Chunk #22 — Online Methods — Eagle2 core algorithm for phasing a single target sample using a set of reference haplotypes — Step 1: Selection of conditioning haplotypes

Source: Reference-based phasing using the Haplotype Reference Consortium panel.
Embedded: yes

Text

Eagle2 first identifies a subset of K=10,000 conditioning haplotypes by ranking reference haplotypes according to the number of discrepancies between each reference haplotype and the homozygous genotypes of the target sample. As in our previous work13, we perform computation on blocks of up to 64 SNPs at once using bitwise arithmetic; thus, the total computational cost of subset selection is linear in Nref with a very small constant factor (ignoring time to rank the results, which is negligible in practice).
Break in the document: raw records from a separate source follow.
//! Deterministic in-process network simulation harness for testing.
//!
//! Provides [`SimNetwork`] to create simulated nodes that exchange reliable
//! streams via in-process channels, with configurable delivery latency,
//! stream loss, jitter, and disconnection. Federation tests run without real
//! sockets.
//!
//! # Example
//!
//! ```ignore
//! let mut sim = SimNetwork::new();
//! let (peer_a, peer_b) = sim.create_pair().await;
//! sim.set_latency(Duration::from_millis(50)).await;
//!
//! let (mut send, _recv) = peer_a.open_bi_stream().await?;
//! let (_send, mut recv) = peer_b.accept_bi_stream().await?;
//! ```

mod network;
mod peer;
mod transport;

pub use network::{SimNetwork, SimPeerId};
pub use peer::{PeerMetrics, SimPeer};
pub use transport::SimTransport;

#[cfg(test)]
mod tests {
    use std::time::Duration;

    use tokio::io::{AsyncReadExt, AsyncWriteExt};

    use super::*;
    use crate::testing::init_test_tracing;

    // --- streams flow both ways ---

    #[tokio::test]
    async fn two_peers_exchange_over_stream() {
        init_test_tracing();

        let mut sim = SimNetwork::new();
        let (peer_a, peer_b) = sim.create_pair().await;

        let (mut a_send, mut a_recv) = peer_a.open_bi_stream().await.unwrap();
        let (mut b_send, mut b_recv) = peer_b.accept_bi_stream().await.unwrap();

        a_send.write_all(b"query").await.unwrap();
        let mut buf = [0u8; 5];
        b_recv.read_exact(&mut buf).await.unwrap();
        assert_eq!(&buf, b"query");

        b_send.write_all(b"reply").await.unwrap();
        a_recv.read_exact(&mut buf).await.unwrap();
        assert_eq!(&buf, b"reply");

        assert_eq!(peer_a.streams_opened(), 1);
        assert_eq!(peer_b.streams_accepted(), 1);
    }

    #[tokio::test]
    async fn either_side_can_open() {
        init_test_tracing();

        let mut sim = SimNetwork::new();
        let (peer_a, peer_b) = sim.create_pair().await;

        let (mut b_send, _b_recv) = peer_b.open_bi_stream().await.unwrap();
        let (_a_send, mut a_recv) = peer_a.accept_bi_stream().await.unwrap();

        b_send.write_all(b"x").await.unwrap();
        let mut buf = [0u8; 1];
        a_recv.read_exact(&mut buf).await.unwrap();
        assert_eq!(&buf, b"x");
    }

    // --- latency delays delivery of the stream ---

    #[tokio::test(start_paused = true)]
    async fn latency_delays_accept() {
        init_test_tracing();

        let mut sim = SimNetwork::new();
        let (peer_a, peer_b) = sim.create_pair().await;
        sim.set_latency(Duration::from_millis(100)).await;

        let start = tokio::time::Instant::now();
        let _local = peer_a.open_bi_stream().await.unwrap();
        let _remote = peer_b.accept_bi_stream().await.unwrap();
        let elapsed = start.elapsed();

        assert!(
            elapsed >= Duration::from_millis(100),
            "stream arrived after {elapsed:?}, expected at least 100ms"
        );
    }

    #[tokio::test(start_paused = true)]
    async fn per_link_latency_overrides_default() {
        init_test_tracing();

        let mut sim = SimNetwork::new();
        let a_id = sim.create_peer("alice");
        let b_id = sim.create_peer("bob");
        let (peer_a, peer_b) = sim.connect(a_id, b_id).await;
        sim.set_latency(Duration::from_millis(10)).await;
        sim.set_latency_between(a_id, b_id, Duration::from_secs(2)).await;

        let _local = peer_a.open_bi_stream().await.unwrap();
        let early = tokio::time::timeout(Duration::from_secs(1), peer_b.accept_bi_stream()).await;
        assert!(early.is_err(), "stream should still be in flight after 1s");

        let late = tokio::time::timeout(Duration::from_secs(2), peer_b.accept_bi_stream()).await;
        assert!(late.is_ok(), "stream should arrive after the link latency");
    }

    // --- loss drops streams silently ---

    #[tokio::test(start_paused = true)]
    async fn full_loss_keeps_opener_waiting() {
        init_test_tracing();

        let mut sim = SimNetwork::new();
        let (peer_a, peer_b) = sim.create_pair().await;
        sim.set_loss_rate(1.0).await;

        let (mut a_send, mut a_recv) = peer_a.open_bi_stream().await.unwrap();
        // Writes are buffered even though nobody will read them.
        a_send.write_all(b"anyone?").await.unwrap();

        let accepted =
            tokio::time::timeout(Duration::from_millis(500), peer_b.accept_bi_stream()).await;
        assert!(accepted.is_err(), "lost stream must never be accepted");

        let mut buf = [0u8; 1];
        let reply = tokio::time::timeout(Duration::from_millis(500), a_recv.read(&mut buf)).await;
        assert!(reply.is_err(), "opener should see silence, not a reset");
        assert_eq!(peer_a.streams_dropped(), 1);
    }

    #[tokio::test]
    async fn loss_rate_drops_approximately_half() {
        init_test_tracing();

        let mut sim = SimNetwork::new();
        let (peer_a, peer_b) = sim.create_pair().await;
        sim.set_loss_rate(0.5).await;

        let total = 400u64;
        let mut opened = Vec::new();
        for _ in 0..total {
            opened.push(peer_a.open_bi_stream().await.unwrap());
        }

        let mut accepted = 0u64;
        while let Ok(Ok(_)) =
            tokio::time::timeout(Duration::from_millis(50), peer_b.accept_bi_stream()).await
        {
            accepted += 1;
        }

        let dropped = peer_a.streams_dropped();
        tracing::info!(total, accepted, dropped, "loss rate test results");

        assert!(
            accepted > 120 && accepted < 280,
            "accepted {accepted}, expected ~200 (tolerance 120-280)"
        );
        assert_eq!(accepted + dropped, total);
    }

    // --- disconnect() refuses streams, reconnect() restores them ---

    #[tokio::test]
    async fn disconnect_refuses_streams() {
        init_test_tracing();

        let mut sim = SimNetwork::new();
        let a_id = sim.create_peer("alice");
        let b_id = sim.create_peer("bob");
        let (peer_a, peer_b) = sim.connect(a_id, b_id).await;

        sim.disconnect(b_id).await;
        assert!(peer_a.open_bi_stream().await.is_err());
        assert!(peer_b.open_bi_stream().await.is_err());
        assert_eq!(peer_a.metrics().open_failures.load(std::sync::atomic::Ordering::Relaxed), 1);

        sim.reconnect(b_id).await;
        let _local = peer_a.open_bi_stream().await.unwrap();
        let _remote = peer_b.accept_bi_stream().await.unwrap();
    }

    #[tokio::test]
    async fn seeded_networks_are_deterministic() {
        init_test_tracing();

        async fn losses(seed: u64) -> u64 {
            let mut sim = SimNetwork::with_seed(seed);
            let (peer_a, _peer_b) = sim.create_pair().await;
            sim.set_loss_rate(0.3).await;
            for _ in 0..50 {
                peer_a.open_bi_stream().await.unwrap();
            }
            peer_a.streams_dropped()
        }

        assert_eq!(losses(7).await, losses(7).await);
    }
}
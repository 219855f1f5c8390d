//! Registry of in-flight federation queries.
//!
//! Each query fans out to several peers. The registry holds one
//! single-assignment reply slot per query: the first peer to answer
//! positively fills it, and every later answer is handed back to its sender
//! to be discarded. When every peer has declined, the slot is dropped so the
//! waiting caller learns early that nobody holds the blob.

use std::collections::HashMap;
use std::sync::atomic::{AtomicU64, Ordering};

use icedrive_protocol::types::{BlobId, PeerId, QueryId};
use parking_lot::Mutex;
use tokio::sync::oneshot;

/// Where a query is in its lifetime, as seen by the asking node.
///
/// Live queries are `Init` or `FannedOut`; the other states are terminal and
/// reported by the resolver once the query has left the registry.
#[derive(Debug, Clone, Copy, PartialEq, Eq)]
pub enum QueryState {
    /// Registered, not yet sent.
    Init,
    /// Sent to every peer; waiting for the first positive answer.
    FannedOut,
    /// A peer answered positively.
    Resolved,
    /// The deadline passed without a positive answer.
    TimedOut,
    /// Every peer answered without the blob.
    Declined,
}

struct PendingQuery<T> {
    blob_id: BlobId,
    reply: oneshot::Sender<(PeerId, T)>,
    outstanding: usize,
    state: QueryState,
}

/// In-flight queries keyed by correlation token.
pub struct PendingQueries<T> {
    next_id: AtomicU64,
    entries: Mutex<HashMap<QueryId, PendingQuery<T>>>,
}

impl<T> PendingQueries<T> {
    pub fn new() -> Self {
        Self {
            next_id: AtomicU64::new(1),
            entries: Mutex::new(HashMap::new()),
        }
    }

    /// Allocate a fresh correlation token without registering a query.
    pub fn next_id(&self) -> QueryId {
        QueryId(self.next_id.fetch_add(1, Ordering::Relaxed))
    }

    /// Register a query for `blob_id` that will be sent to `peers` peers.
    ///
    /// Returns the fresh correlation token and the receiver the caller waits
    /// on. The receiver errors if every peer declines.
    pub fn register(&self, blob_id: BlobId, peers: usize) -> (QueryId, oneshot::Receiver<(PeerId, T)>) {
        let query_id = self.next_id();
        let (tx, rx) = oneshot::channel();
        self.entries.lock().insert(
            query_id,
            PendingQuery {
                blob_id,
                reply: tx,
                outstanding: peers,
                state: QueryState::Init,
            },
        );
        tracing::trace!(%query_id, blob_id = %blob_id.short(), peers, "query registered");
        (query_id, rx)
    }

    /// Record that the query has been handed to every peer.
    pub fn mark_fanned_out(&self, query_id: QueryId) {
        if let Some(entry) = self.entries.lock().get_mut(&query_id) {
            entry.state = QueryState::FannedOut;
        }
    }

    /// Offer a positive answer from `peer`.
    ///
    /// The first offer for a live query is delivered and the query is
    /// removed. Any other offer is returned so the caller can discard it.
    pub fn complete(&self, query_id: QueryId, peer: PeerId, value: T) -> Result<(), T> {
        let Some(entry) = self.entries.lock().remove(&query_id) else {
            return Err(value);
        };
        tracing::trace!(%query_id, blob_id = %entry.blob_id.short(), %peer, "query resolved");
        entry.reply.send((peer, value)).map_err(|(_, value)| value)
    }

    /// Record that a peer answered without the blob, or failed to answer.
    ///
    /// Returns `true` if this was the last outstanding peer, in which case the
    /// query is removed and its waiter sees the reply slot close.
    pub fn decline(&self, query_id: QueryId) -> bool {
        let mut entries = self.entries.lock();
        let Some(entry) = entries.get_mut(&query_id) else {
            return false;
        };
        entry.outstanding = entry.outstanding.saturating_sub(1);
        if entry.outstanding > 0 {
            return false;
        }
        if let Some(entry) = entries.remove(&query_id) {
            tracing::trace!(%query_id, blob_id = %entry.blob_id.short(), "every peer declined");
        }
        true
    }

    /// Drop a query whose deadline passed. Later answers are discarded.
    pub fn expire(&self, query_id: QueryId) {
        if let Some(entry) = self.entries.lock().remove(&query_id) {
            tracing::trace!(%query_id, blob_id = %entry.blob_id.short(), outstanding = entry.outstanding, "query expired");
        }
    }

    /// Expire `query_id` when the returned guard drops, so a waiter that is
    /// cancelled mid-wait does not leave its query behind.
    pub fn guard(&self, query_id: QueryId) -> QueryGuard<'_, T> {
        QueryGuard {
            registry: self,
            query_id,
        }
    }

    /// State of a live query; `None` once it reached a terminal state.
    pub fn state(&self, query_id: QueryId) -> Option<QueryState> {
        self.entries.lock().get(&query_id).map(|e| e.state)
    }

    /// Number of live queries.
    pub fn len(&self) -> usize {
        self.entries.lock().len()
    }

    pub fn is_empty(&self) -> bool {
        self.entries.lock().is_empty()
    }
}

/// Removes its query from the registry on drop. A no-op for queries that
/// already completed, were declined, or expired.
pub struct QueryGuard<'a, T> {
    registry: &'a PendingQueries<T>,
    query_id: QueryId,
}

impl<T> Drop for QueryGuard<'_, T> {
    fn drop(&mut self) {
        self.registry.expire(self.query_id);
    }
}

impl<T> Default for PendingQueries<T> {
    fn default() -> Self {
        Self::new()
    }
}

#[cfg(test)]
mod tests {
    use super::*;

    fn blob() -> BlobId {
        BlobId([9; 32])
    }

    fn peer(n: u8) -> PeerId {
        PeerId([n; 32])
    }

    #[tokio::test]
    async fn first_answer_wins() {
        let pending: PendingQueries<&'static str> = PendingQueries::new();
        let (qid, rx) = pending.register(blob(), 3);
        pending.mark_fanned_out(qid);
        assert_eq!(pending.state(qid), Some(QueryState::FannedOut));

        assert!(pending.complete(qid, peer(1), "first").is_ok());
        assert_eq!(pending.complete(qid, peer(2), "second"), Err("second"));

        assert_eq!(rx.await.unwrap(), (peer(1), "first"));
        assert!(pending.is_empty());
    }

    #[tokio::test]
    async fn decline_from_every_peer_closes_slot() {
        let pending: PendingQueries<()> = PendingQueries::new();
        let (qid, rx) = pending.register(blob(), 2);

        assert!(!pending.decline(qid));
        assert_eq!(pending.len(), 1);
        assert!(pending.decline(qid));
        assert!(pending.is_empty());
        assert!(rx.await.is_err());
    }

    #[tokio::test]
    async fn decline_then_positive_still_resolves() {
        let pending: PendingQueries<u32> = PendingQueries::new();
        let (qid, rx) = pending.register(blob(), 2);
        assert!(!pending.decline(qid));
        assert!(pending.complete(qid, peer(2), 42).is_ok());
        assert_eq!(rx.await.unwrap(), (peer(2), 42));
        // A straggler decline on a removed query is ignored.
        assert!(!pending.decline(qid));
    }

    #[tokio::test]
    async fn expired_query_discards_late_answers() {
        let pending: PendingQueries<u32> = PendingQueries::new();
        let (qid, _rx) = pending.register(blob(), 1);
        pending.expire(qid);
        assert_eq!(pending.state(qid), None);
        assert_eq!(pending.complete(qid, peer(1), 7), Err(7));
    }

    #[tokio::test]
    async fn answer_after_waiter_gave_up_is_returned() {
        let pending: PendingQueries<u32> = PendingQueries::new();
        let (qid, rx) = pending.register(blob(), 1);
        drop(rx);
        assert_eq!(pending.complete(qid, peer(1), 5), Err(5));
    }

    #[tokio::test]
    async fn abandoned_wait_removes_query() {
        let pending: PendingQueries<u32> = PendingQueries::new();
        let (qid, rx) = pending.register(blob(), 2);
        pending.mark_fanned_out(qid);
        {
            let _guard = pending.guard(qid);
            let waited = tokio::time::timeout(std::time::Duration::from_millis(10), rx).await;
            assert!(waited.is_err());
            assert_eq!(pending.len(), 1);
        }
        assert!(pending.is_empty());
        assert_eq!(pending.complete(qid, peer(1), 3), Err(3));
    }

    #[tokio::test]
    async fn guard_after_completion_is_harmless() {
        let pending: PendingQueries<u32> = PendingQueries::new();
        let (qid, rx) = pending.register(blob(), 1);
        let guard = pending.guard(qid);
        pending.complete(qid, peer(4), 8).unwrap();
        let (qid_b, _rx_b) = pending.register(blob(), 1);
        drop(guard);
        assert_eq!(rx.await.unwrap(), (peer(4), 8));
        assert_eq!(pending.state(qid_b), Some(QueryState::Init));
    }

    #[test]
    fn query_ids_are_unique() {
        let pending: PendingQueries<()> = PendingQueries::new();
        let (a, _ra) = pending.register(blob(), 1);
        let (b, _rb) = pending.register(blob(), 1);
        let c = pending.next_id();
        assert_ne!(a, b);
        assert_ne!(b, c);
        assert_eq!(pending.len(), 2);
    }
}
//! Transfer sessions carried over a peer stream.
//!
//! After a positive `DownloadBlob` answer the asking node drives the stream
//! with [`TransferRequest`] frames and the holder answers each `Read` with a
//! [`TransferReply`]. [`RemoteTransfer`] is the asking side;
//! [`serve_session`] is the holder side.

use std::time::Duration;

use bytes::Bytes;
use icedrive_net::framing::{read_frame, write_frame};
use icedrive_protocol::query::{TransferReply, TransferRequest};
use tokio::io::{AsyncRead, AsyncWrite, AsyncWriteExt};

use crate::error::TransferError;
use crate::transfer::{DataTransfer, MAX_CHUNK_SIZE};

/// Pulls a blob from a peer one bounded read at a time.
pub struct RemoteTransfer<S, R> {
    send: S,
    recv: R,
    read_timeout: Duration,
    finished: bool,
    closed: bool,
}

impl<S, R> RemoteTransfer<S, R>
where
    S: AsyncWrite + Send + Unpin,
    R: AsyncRead + Send + Unpin,
{
    /// Wrap the halves of a stream whose query was answered with
    /// `DownloadBlobResponse`.
    pub fn new(send: S, recv: R, read_timeout: Duration) -> Self {
        Self {
            send,
            recv,
            read_timeout,
            finished: false,
            closed: false,
        }
    }

    async fn request_chunk(&mut self, max_size: u32) -> Result<Bytes, TransferError> {
        write_frame(&mut self.send, &TransferRequest::Read { max_size }).await?;
        match read_frame::<_, TransferReply>(&mut self.recv).await? {
            Some(TransferReply::Data(data)) => Ok(Bytes::from(data)),
            Some(TransferReply::Failed { reason }) => Err(TransferError::Remote { reason }),
            None => Err(TransferError::UnexpectedEof),
        }
    }
}

impl<S, R> DataTransfer for RemoteTransfer<S, R>
where
    S: AsyncWrite + Send + Unpin,
    R: AsyncRead + Send + Unpin,
{
    async fn read(&mut self, max_size: usize) -> Result<Bytes, TransferError> {
        if self.closed {
            return Err(TransferError::Closed);
        }
        if self.finished {
            return Ok(Bytes::new());
        }
        let max_size = max_size.clamp(1, MAX_CHUNK_SIZE) as u32;
        let chunk = tokio::time::timeout(self.read_timeout, self.request_chunk(max_size))
            .await
            .map_err(|_| TransferError::TimedOut(self.read_timeout))??;
        if chunk.is_empty() {
            self.finished = true;
        }
        Ok(chunk)
    }

    async fn close(&mut self) -> Result<(), TransferError> {
        if self.closed {
            return Ok(());
        }
        self.closed = true;
        // Best effort: the holder also ends the session when the stream drops.
        let sent = tokio::time::timeout(self.read_timeout, async {
            write_frame(&mut self.send, &TransferRequest::Close).await?;
            self.send.shutdown().await
        })
        .await;
        match sent {
            Ok(Ok(())) => Ok(()),
            Ok(Err(e)) => Err(e.into()),
            Err(_) => Err(TransferError::TimedOut(self.read_timeout)),
        }
    }
}

/// Serve `session` over a stream until the peer closes it, the stream ends,
/// or the peer sends nothing for `idle_timeout`.
///
/// Returns the number of payload bytes sent. The session is closed on every
/// path.
pub async fn serve_session<T, S, R>(
    mut session: T,
    send: &mut S,
    recv: &mut R,
    idle_timeout: Duration,
) -> Result<u64, TransferError>
where
    T: DataTransfer,
    S: AsyncWrite + Send + Unpin,
    R: AsyncRead + Send + Unpin,
{
    let mut sent = 0u64;
    let result = loop {
        let next = tokio::time::timeout(idle_timeout, read_frame::<_, TransferRequest>(recv)).await;
        let request = match next {
            Ok(Ok(Some(request))) => request,
            Ok(Ok(None)) => break Ok(()),
            Ok(Err(e)) => break Err(TransferError::from(e)),
            Err(_) => {
                tracing::debug!(idle = ?idle_timeout, "peer went idle, ending transfer session");
                break Err(TransferError::TimedOut(idle_timeout));
            }
        };
        match request {
            TransferRequest::Close => break Ok(()),
            TransferRequest::Read { max_size } => {
                let reply = match session.read(max_size as usize).await {
                    Ok(chunk) => {
                        sent += chunk.len() as u64;
                        TransferReply::Data(chunk.to_vec())
                    }
                    Err(e) => TransferReply::Failed {
                        reason: e.to_string(),
                    },
                };
                let failed = matches!(reply, TransferReply::Failed { .. });
                if let Err(e) = write_frame(send, &reply).await {
                    break Err(e.into());
                }
                if failed {
                    break Ok(());
                }
            }
        }
    };
    session.close().await?;
    result.map(|()| sent)
}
The constant factor is small enough that this step constitutes only a small fraction of the total run time for Nref<100,000. We note that our discrepancy metric does not make use of inferred phase of the target genotypes (which is possible within an iterative phase refinement scheme) and produces a single set of conditioning haplotypes to use for the entire region being phased, in contrast to the sophisticated approach used by SHAPEIT212. However, Eagle2 is able to condition on 100x more haplotypes than SHAPEIT2, which we suspect makes selection of conditioning haplotypes much less important. The overall complexity of this step is O(MNref) in both time and memory.